Home sales forecast brighter in '07
Anyone selling a home in the past year has likely suffered through some pretty stormy markets, but economists say a break in the clouds may be on the way.
That's because the highly anticipated
"real estate bubble" that began deflating
in mid-2005 has been losing air for the past
year and a half, and may finally be out of air.
And while some markets suffered through some
deep slumps, forecasters are now predicting
the worst may be over.
"It appears we are getting very close to bottom," says David Lereah, chief economist for the National Association of Realtors.
Lereah is one of several economists
who agree that sales
data show the national existing home sales
market is on the verge of regaining ground.
"Sales have hovered for the last four months, scratching bottom and then coming up, scratching bottom and coming up again.

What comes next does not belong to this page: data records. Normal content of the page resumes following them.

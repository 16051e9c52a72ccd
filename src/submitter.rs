//! The submission operation: upload, read the reply, turn it into text.

use reqwest::header::CONTENT_TYPE;
use reqwest::StatusCode;

use crate::config::Config;
use crate::error::Result;
use crate::http::request::Submission;
use crate::http::response::{classify_status, replace_line_breaks};
use crate::http::{transport_error, HttpClient};
use crate::output::decode_body_with_charset;

/// What the server answered, after `<br />` substitution
#[derive(Debug, Clone, PartialEq, Eq)]
pub struct SubmissionOutcome {
    pub status: StatusCode,
    pub text: String,
}

/// Sends one run file to the evaluation endpoint
pub struct Submitter {
    client: HttpClient,
    config: Config,
}

impl Submitter {
    pub fn new(config: Config) -> Result<Self> {
        let client = HttpClient::new(&config)?;
        Ok(Self { client, config })
    }

    /// Perform exactly one POST.
    ///
    /// The file is opened first, so a missing or unreadable file fails with
    /// `FileAccess` before any connection is attempted. Unless status
    /// checking is turned off, non-2xx replies become rejection errors.
    pub async fn submit(&self) -> Result<SubmissionOutcome> {
        let submission = Submission::open(&self.config).await?;
        let response = self.client.execute(submission).await?;

        let status = response.status();
        let content_type = response
            .headers()
            .get(CONTENT_TYPE)
            .and_then(|value| value.to_str().ok())
            .map(str::to_owned);
        let bytes = response.bytes().await.map_err(transport_error)?;
        log::debug!("received {} ({} bytes)", status, bytes.len());

        let body = decode_body_with_charset(bytes.to_vec(), content_type.as_deref())?;
        let text = replace_line_breaks(&body);

        let text = if self.config.check_status {
            classify_status(status, text)?
        } else {
            if !status.is_success() {
                log::warn!("server answered {}; printing body anyway", status);
            }
            text
        };

        Ok(SubmissionOutcome { status, text })
    }
}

We are comfortable this is now the bottom," he says.
But before you put away that umbrella, it might be best to check your local forecast; scattered showers may persist in certain markets for at least another year.
Over the past few months, Lereah
says 75 percent of the nation's
housing markets have expanded. Unfortunately,
the ones that are still falling are posting
losses large enough to bring the national numbers
down with them.
"So, you can't generalize. You can't say 'We are in this sharp recession,' when it is only 25 percent of the markets that are losing ground," Lereah says.
What makes the current housing
slump so hard to forecast is that the factors
driving the contraction are different than those
driving past slowdowns, says Dave Seiders, chief
economist for the National Association of Home
"You have to put this in context," he says. "This is not a downswing connected to a recession. This one is special because the drivers are unusual."
In previous contractions, the
entire economy hit a bumpy patch and mortgage
rates were in double digits, Lereah says.
"This is not the case now,"
The primary problem now plaguing
the housing market is one of oversupply, rather
than a general economic malaise. In general,
the markets that are suffering the most now
are the ones that benefited the most during
the run-up in prices.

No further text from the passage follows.